I have always known my life wasn't the average mom-dad-two kids-one dog-brick home with white picket fence kind of life. As I got older, I realized, how much my life was far from that picture I had developed of "normal". Then I got older and wondered was that a normal that even existed? Then I realized, even in a family that fit that description, it was just a pretty mask. The reality, life is messy, chaotic and up and down! A pretty mask to hide behind doesn't change that.
Back to learning from people and the expectations I have had to let go of. What we see is not reality, it's a perception. Reality requires a view of the whole picture and often we are limited to the glasses we have looked through our whole lives. I have worked through a recovery program that has enlightened my peripheral vision. I still don't have the complete picture and it's very likely, that won't happen soon.
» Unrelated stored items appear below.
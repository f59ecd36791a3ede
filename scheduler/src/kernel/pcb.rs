use std::fmt;

pub type Pid = u32;

/// Priority given to processes submitted without one.
pub const DEFAULT_PRIORITY: u8 = 3;

#[derive(Clone, Copy, Debug, PartialEq, Eq, Hash)]
pub enum ProcessState {
    New,
    Ready,
    Running,
    Waiting,
    Terminated,
}

impl ProcessState {
    pub fn can_become(self, next: ProcessState) -> bool {
        use ProcessState::*;

        matches!(
            (self, next),
            (New, Ready)
                | (Ready, Running)
                | (Running, Waiting)
                | (Running, Terminated)
                | (Running, Ready)
                | (Waiting, Ready)
                | (Waiting, Running)
        )
    }
}

impl fmt::Display for ProcessState {
    fn fmt(&self, f: &mut fmt::Formatter<'_>) -> fmt::Result {
        let name = match self {
            ProcessState::New => "new",
            ProcessState::Ready => "ready",
            ProcessState::Running => "running",
            ProcessState::Waiting => "waiting",
            ProcessState::Terminated => "terminated",
        };
        f.write_str(name)
    }
}

/// Process control block. Lives in the [`ProcessTable`](super::ProcessTable);
/// everything else refers to it by pid.
#[derive(Clone, Debug)]
pub struct Pcb {
    pid: Pid,
    name: String,
    base_address: usize,
    program_counter: usize,
    state: ProcessState,
    priority: u8,
    admitted_at: u64,
    history: Vec<ProcessState>,
}

impl Pcb {
    pub fn new(pid: Pid, name: &str, priority: u8) -> Self {
        Self {
            pid,
            name: name.to_owned(),
            base_address: 0,
            program_counter: 0,
            state: ProcessState::New,
            priority,
            admitted_at: 0,
            history: vec![ProcessState::New],
        }
    }

    pub fn pid(&self) -> Pid {
        self.pid
    }

    pub fn name(&self) -> &str {
        &self.name
    }

    pub fn base_address(&self) -> usize {
        self.base_address
    }

    pub fn set_base_address(&mut self, base_address: usize) {
        self.base_address = base_address;
    }

    pub fn program_counter(&self) -> usize {
        self.program_counter
    }

    pub fn set_program_counter(&mut self, program_counter: usize) {
        self.program_counter = program_counter;
    }

    pub fn state(&self) -> ProcessState {
        self.state
    }

    /// Moves to `state` if the lifecycle allows it. Returns the rejected
    /// current state otherwise.
    pub fn set_state(&mut self, state: ProcessState) -> Result<(), ProcessState> {
        if !self.state.can_become(state) {
            return Err(self.state);
        }
        self.state = state;
        self.history.push(state);
        Ok(())
    }

    pub fn priority(&self) -> u8 {
        self.priority
    }

    /// Tick at which the process last entered a ready queue.
    #[cfg(test)]
    pub fn admitted_at(&self) -> u64 {
        self.admitted_at
    }

    pub fn set_admitted_at(&mut self, tick: u64) {
        self.admitted_at = tick;
    }

    /// Every state the process has been in, oldest first.
    pub fn history(&self) -> &[ProcessState] {
        &self.history
    }
}

impl fmt::Display for Pcb {
    fn fmt(&self, f: &mut fmt::Formatter<'_>) -> fmt::Result {
        write!(f, "PID {}, State: {}", self.pid, self.state)
    }
}

#[cfg(test)]
mod tests {
    use super::*;
    use ProcessState::*;

    #[test]
    fn follows_the_lifecycle() {
        let mut pcb = Pcb::new(1, "prg", DEFAULT_PRIORITY);

        for state in [Ready, Running, Waiting, Ready, Running, Terminated] {
            pcb.set_state(state).unwrap();
        }

        assert_eq!(
            pcb.history(),
            &[New, Ready, Running, Waiting, Ready, Running, Terminated]
        );
    }

    #[test]
    fn terminated_is_absorbing() {
        let mut pcb = Pcb::new(1, "prg", DEFAULT_PRIORITY);
        pcb.set_state(Ready).unwrap();
        pcb.set_state(Running).unwrap();
        pcb.set_state(Terminated).unwrap();

        for state in [New, Ready, Running, Waiting, Terminated] {
            assert_eq!(pcb.set_state(state), Err(Terminated));
        }
        assert_eq!(pcb.state(), Terminated);
    }

    #[test]
    fn new_process_cannot_run_before_it_is_ready() {
        let mut pcb = Pcb::new(1, "prg", DEFAULT_PRIORITY);

        assert_eq!(pcb.set_state(Running), Err(New));
        assert_eq!(pcb.history(), &[New]);
    }

    #[test]
    fn display_shows_pid_and_state() {
        let pcb = Pcb::new(7, "prg", 1);

        assert_eq!(pcb.to_string(), "PID 7, State: new");
    }
}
I have sifted through many disappointments, let downs, and failures. I have had to work through trust issues and anger issues and the whole vomiting-emotions-on-everyone-that-is-in-my-path-when-I-can-no-longer-deal-with-feelings thing that I do.
What's the point of this blog, learning truth. It doesn't come from watching people, it comes from God's word. In the bible I have found my comfort. The answers I search for on how to navigate life are all there. An example that I hold dearest is to seek God in all that I do and He will make my path straight.
I don't have to follow the pretty masks! I don't have to struggle to be right. I don't have to blindly navigate this world and end up hurt and defeated. I can seek God. He is the great navigator, planner, protector, and provider. When things don't go right, it's usually that they aren't wrong, but that I set up expectations and therefore defeated myself.
Truth sets us free. As I fall short of my own expectations again and again, I am reminded, the only thing I should expect is that I will need to hand my life over to God every day. When I feel that I have let God down, I just have to remember I can't let God down, I am not holding him up. The truth is, God is holding me up and He will never let me down.